[Stored dataset items]

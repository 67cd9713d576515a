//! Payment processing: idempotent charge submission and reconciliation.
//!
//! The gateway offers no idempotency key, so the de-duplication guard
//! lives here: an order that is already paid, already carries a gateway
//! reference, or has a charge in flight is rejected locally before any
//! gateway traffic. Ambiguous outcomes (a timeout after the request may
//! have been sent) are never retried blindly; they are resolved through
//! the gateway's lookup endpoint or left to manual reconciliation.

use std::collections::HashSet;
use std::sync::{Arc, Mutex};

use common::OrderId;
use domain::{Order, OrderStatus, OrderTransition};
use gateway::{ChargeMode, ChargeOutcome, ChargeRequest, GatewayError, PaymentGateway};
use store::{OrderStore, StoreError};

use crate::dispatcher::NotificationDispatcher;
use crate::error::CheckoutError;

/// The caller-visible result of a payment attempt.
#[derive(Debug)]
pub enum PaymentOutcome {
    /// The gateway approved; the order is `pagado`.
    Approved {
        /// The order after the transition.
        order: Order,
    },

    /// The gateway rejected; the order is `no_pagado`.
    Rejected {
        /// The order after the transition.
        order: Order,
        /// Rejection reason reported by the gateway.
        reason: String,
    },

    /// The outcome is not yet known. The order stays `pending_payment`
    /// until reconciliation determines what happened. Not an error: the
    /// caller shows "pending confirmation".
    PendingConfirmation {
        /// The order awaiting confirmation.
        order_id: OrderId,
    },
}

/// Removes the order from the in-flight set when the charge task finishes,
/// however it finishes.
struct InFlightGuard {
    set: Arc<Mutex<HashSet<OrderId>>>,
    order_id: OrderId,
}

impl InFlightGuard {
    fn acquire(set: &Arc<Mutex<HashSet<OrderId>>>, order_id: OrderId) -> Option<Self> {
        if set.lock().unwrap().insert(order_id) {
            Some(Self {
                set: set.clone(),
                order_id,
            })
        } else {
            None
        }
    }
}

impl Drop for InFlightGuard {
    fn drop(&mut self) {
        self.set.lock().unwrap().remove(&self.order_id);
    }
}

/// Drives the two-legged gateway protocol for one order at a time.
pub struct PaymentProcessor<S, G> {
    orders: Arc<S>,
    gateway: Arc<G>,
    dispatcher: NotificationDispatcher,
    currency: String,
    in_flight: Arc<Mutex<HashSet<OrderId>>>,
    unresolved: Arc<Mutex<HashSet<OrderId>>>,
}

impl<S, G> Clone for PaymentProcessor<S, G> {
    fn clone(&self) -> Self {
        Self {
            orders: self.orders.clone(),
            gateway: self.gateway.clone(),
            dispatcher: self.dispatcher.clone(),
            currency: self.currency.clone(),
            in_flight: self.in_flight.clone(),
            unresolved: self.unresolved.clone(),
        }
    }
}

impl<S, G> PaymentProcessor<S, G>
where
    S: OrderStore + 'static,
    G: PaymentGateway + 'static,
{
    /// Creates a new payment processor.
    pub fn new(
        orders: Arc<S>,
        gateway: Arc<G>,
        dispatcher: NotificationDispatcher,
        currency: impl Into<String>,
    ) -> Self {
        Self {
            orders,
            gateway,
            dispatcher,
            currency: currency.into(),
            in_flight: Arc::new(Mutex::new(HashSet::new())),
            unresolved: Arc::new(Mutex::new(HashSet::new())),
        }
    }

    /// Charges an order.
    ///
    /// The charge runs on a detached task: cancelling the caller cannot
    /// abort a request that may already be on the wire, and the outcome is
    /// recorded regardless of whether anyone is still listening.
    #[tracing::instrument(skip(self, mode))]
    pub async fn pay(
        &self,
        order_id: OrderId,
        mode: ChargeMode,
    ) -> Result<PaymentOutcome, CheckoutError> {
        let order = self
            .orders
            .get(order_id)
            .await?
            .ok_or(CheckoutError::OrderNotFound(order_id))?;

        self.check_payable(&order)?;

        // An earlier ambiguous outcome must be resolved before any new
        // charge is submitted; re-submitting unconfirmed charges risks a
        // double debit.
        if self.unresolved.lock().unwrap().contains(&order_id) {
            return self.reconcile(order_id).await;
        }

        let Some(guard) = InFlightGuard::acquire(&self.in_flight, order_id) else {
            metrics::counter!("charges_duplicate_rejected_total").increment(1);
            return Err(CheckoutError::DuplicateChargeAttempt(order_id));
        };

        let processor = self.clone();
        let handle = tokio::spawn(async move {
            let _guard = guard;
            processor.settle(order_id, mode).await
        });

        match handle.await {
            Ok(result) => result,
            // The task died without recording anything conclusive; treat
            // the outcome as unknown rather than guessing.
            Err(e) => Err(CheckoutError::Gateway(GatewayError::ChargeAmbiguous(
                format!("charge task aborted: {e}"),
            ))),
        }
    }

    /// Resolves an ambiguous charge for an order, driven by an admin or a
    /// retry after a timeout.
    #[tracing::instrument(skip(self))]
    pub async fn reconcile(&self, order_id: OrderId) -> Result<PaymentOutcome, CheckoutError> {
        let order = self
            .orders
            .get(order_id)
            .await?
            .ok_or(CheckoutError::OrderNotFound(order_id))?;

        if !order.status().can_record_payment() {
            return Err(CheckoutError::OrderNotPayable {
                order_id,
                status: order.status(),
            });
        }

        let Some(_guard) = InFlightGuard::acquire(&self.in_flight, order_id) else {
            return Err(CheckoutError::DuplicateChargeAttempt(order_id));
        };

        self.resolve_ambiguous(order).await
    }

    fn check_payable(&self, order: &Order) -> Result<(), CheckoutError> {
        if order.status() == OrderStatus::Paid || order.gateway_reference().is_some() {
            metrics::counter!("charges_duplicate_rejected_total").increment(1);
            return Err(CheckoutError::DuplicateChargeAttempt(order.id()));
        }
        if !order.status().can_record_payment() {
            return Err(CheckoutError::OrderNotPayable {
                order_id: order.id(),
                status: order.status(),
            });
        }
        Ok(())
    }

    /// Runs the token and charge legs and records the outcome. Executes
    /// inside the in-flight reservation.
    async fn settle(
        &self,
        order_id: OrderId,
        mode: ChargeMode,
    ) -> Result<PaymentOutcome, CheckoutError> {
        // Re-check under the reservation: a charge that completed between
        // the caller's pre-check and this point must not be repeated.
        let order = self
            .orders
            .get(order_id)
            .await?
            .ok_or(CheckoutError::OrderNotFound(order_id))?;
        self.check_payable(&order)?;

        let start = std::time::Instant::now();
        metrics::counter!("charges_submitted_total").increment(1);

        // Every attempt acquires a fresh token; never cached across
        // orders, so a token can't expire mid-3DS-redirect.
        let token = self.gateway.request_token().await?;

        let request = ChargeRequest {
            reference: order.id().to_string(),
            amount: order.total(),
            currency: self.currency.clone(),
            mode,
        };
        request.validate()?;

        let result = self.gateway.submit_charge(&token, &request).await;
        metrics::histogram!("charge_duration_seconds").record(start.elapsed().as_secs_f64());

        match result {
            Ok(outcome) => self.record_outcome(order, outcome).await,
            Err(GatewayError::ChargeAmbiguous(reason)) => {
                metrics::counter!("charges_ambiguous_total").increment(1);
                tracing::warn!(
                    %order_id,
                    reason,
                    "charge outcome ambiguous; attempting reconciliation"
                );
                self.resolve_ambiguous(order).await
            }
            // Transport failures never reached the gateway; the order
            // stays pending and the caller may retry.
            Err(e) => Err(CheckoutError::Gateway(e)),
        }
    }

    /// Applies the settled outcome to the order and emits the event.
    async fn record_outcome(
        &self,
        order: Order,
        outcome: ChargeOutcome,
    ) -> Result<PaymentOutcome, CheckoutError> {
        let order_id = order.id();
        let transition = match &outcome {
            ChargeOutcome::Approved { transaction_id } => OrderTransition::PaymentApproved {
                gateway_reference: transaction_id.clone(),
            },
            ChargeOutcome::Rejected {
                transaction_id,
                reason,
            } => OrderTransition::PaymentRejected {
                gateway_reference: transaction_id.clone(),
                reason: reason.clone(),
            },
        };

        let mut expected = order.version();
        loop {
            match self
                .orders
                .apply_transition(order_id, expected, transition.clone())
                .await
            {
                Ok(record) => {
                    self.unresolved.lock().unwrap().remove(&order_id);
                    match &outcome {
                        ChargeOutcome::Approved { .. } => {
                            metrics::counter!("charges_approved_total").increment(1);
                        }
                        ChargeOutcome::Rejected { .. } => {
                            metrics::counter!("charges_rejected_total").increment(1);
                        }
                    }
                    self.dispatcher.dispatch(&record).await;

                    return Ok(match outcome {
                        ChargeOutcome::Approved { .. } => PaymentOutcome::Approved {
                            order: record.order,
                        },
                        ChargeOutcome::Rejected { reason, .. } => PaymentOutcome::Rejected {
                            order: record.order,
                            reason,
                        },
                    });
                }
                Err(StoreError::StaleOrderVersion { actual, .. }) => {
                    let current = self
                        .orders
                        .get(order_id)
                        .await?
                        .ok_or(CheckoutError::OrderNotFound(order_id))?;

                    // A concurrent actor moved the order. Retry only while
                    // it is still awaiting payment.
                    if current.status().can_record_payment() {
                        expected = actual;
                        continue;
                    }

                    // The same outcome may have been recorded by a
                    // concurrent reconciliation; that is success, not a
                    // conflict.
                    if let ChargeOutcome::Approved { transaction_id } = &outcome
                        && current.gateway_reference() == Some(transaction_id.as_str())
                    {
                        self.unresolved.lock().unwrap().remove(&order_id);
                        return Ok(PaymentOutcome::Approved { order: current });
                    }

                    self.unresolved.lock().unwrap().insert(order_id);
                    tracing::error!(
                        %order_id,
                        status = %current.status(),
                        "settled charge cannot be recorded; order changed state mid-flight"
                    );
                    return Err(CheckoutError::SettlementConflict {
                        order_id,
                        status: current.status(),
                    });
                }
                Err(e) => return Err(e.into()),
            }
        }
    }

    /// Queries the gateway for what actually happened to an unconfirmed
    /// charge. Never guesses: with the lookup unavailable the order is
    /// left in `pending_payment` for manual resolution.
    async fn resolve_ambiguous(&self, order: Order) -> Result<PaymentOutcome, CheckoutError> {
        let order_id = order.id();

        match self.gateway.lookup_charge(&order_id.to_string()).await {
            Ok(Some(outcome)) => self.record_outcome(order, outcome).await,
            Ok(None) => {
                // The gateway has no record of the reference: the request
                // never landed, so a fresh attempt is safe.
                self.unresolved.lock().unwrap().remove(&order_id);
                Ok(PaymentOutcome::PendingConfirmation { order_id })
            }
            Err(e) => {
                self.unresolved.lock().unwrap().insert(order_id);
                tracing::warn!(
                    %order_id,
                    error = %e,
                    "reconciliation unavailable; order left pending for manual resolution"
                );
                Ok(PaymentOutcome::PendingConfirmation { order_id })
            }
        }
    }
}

• **Aim of the task**
Copy the lines of the entries above that mention "unavailable".

• **Output below**
    /// charge. Never guesses: with the lookup unavailable the order is
                    "reconciliation unavailable; order left pending for manual resolution"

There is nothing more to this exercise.